Founded by Lucille Briance in 1994, London Children's Ballet gives talented children from all socio-economic backgrounds the opportunity to perform in a professional ballet production on a West End stage. Unlike many participative ballet schemes, the charity’s ‘seven-month audition-to-performance’ experience is free.
Each autumn, around 600 aspiring young dancers aged nine to fourteen and up to sixteen for boys (for partnering purposes), take part in a series of open auditions. Two preliminary auditions are followed by one final round, from which the new company for the season is formed—this year comprising 56 dancers.
The judging panel selects dancers not just for their technique, although important to master the choreography, but for their theatricality, to bring the stage characters in the narrative ballet to life. As well as the West End company, there are further touring companies which take abridged versions of the full-length work to isolated communities who are unable to attend the theatre.
For the first time in thirteen years, David Fielding’s The Canterville Ghost (2005), based on Oscar Wilde’s 19th-century novelette, is revived. Three years following his two-act co-creation with Artem Vassiliev's commissioned score, David Fielding sadly passed away at the young age of 35. Ten years on, Victoria Collinson, the original ballet mistress and now répétiteur, restages the 2005 production alongside creatives Katie A Price and Charlie Camm, who have adapted Kate Ford’s costumes and redesigned Andrea Harper’s set, all brilliantly lit by Arnim Friess, complete with special effects.
Accompanied by a live orchestra conducted by Philip Hesketh, the ballet opens to the backdrop of Canterville Chase, the haunted ancestral home of the Canterville family.

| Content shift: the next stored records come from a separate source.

//! Mutable HTML DOM: parsing, selector queries and serialization.
//!
//! # Example
//!
//! ```
//! use pagenav::dom::{Selector, parse_html, serialize_children};
//!
//! let dom = parse_html("<h1>Title</h1><p>Body</p>");
//! let h1 = Selector::parse("h1").unwrap().select_first(&dom, dom.document()).unwrap();
//! assert_eq!(dom.text_content(h1), "Title");
//! assert_eq!(serialize_children(&dom, h1).unwrap(), "Title");
//! ```

mod arena;
mod element_ref;
mod selector;
mod serialize;
mod tree_sink;

pub use arena::{Attribute, Descendants, Dom, Node, NodeData, NodeId, Siblings};
pub use element_ref::{ElementRef, PageSelectors};
pub use selector::Selector;
pub use serialize::{SerializableNode, serialize_children, serialize_document, serialize_node};

use html5ever::driver::ParseOpts;
use html5ever::parse_document;
use html5ever::tendril::TendrilSink;

use tree_sink::DomSink;

/// Parse an HTML document. Malformed markup is recovered the way browsers do.
pub fn parse_html(html: &str) -> Dom {
    let sink = parse_document(DomSink::new(), ParseOpts::default())
        .from_utf8()
        .one(html.as_bytes());

    let errors = sink.error_count();
    if errors > 0 {
        tracing::debug!(errors, "recovered from html parse errors");
    }
    sink.into_dom()
}

/// Parse HTML bytes in any encoding.
///
/// See [`crate::util::decode_html`] for how the encoding is chosen.
pub fn parse_html_bytes(bytes: &[u8]) -> Dom {
    parse_html(&crate::util::decode_html(bytes))
}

When the American Otis family moves in, The Ghost (Zack Tidwell) asks their eldest daughter Virginia (Amelia Davison) to enter his unearthly world to lift the curse and set him free. She agrees and The Ghost can finally rest in peace.
Playing an abundance of characters, from household maids and butlers, to naughty twins and a flock of rooks, the 56-strong cast accomplish David Fielding’s imaginative and intricate choreography with ease.
Drawing on natural movement, he employs soft curved arm lines and low legged arabesques in pas de deux—creating Grecian silhouettes. For a children’s ballet, this expressive lyricism is welcomingly discordant to sterile gallops across the stage with perfectly stretch feet.
In the role of Cecil, Duke of Cheshire, 16-year old Otto May displays much confidence and agility in his partnering skills. Even the youngest company members fearlessly tackle the most dynamic of sequences. Shoulder to shoulder with the older dancers, together they boast their technical strength with advanced fouettés and off-balance cambrés, all incorporating the breadth of the upper body.
In the coming year, the London Children’s Ballet will pilot 'Ballet in a Box' to take ballet beyond the London area.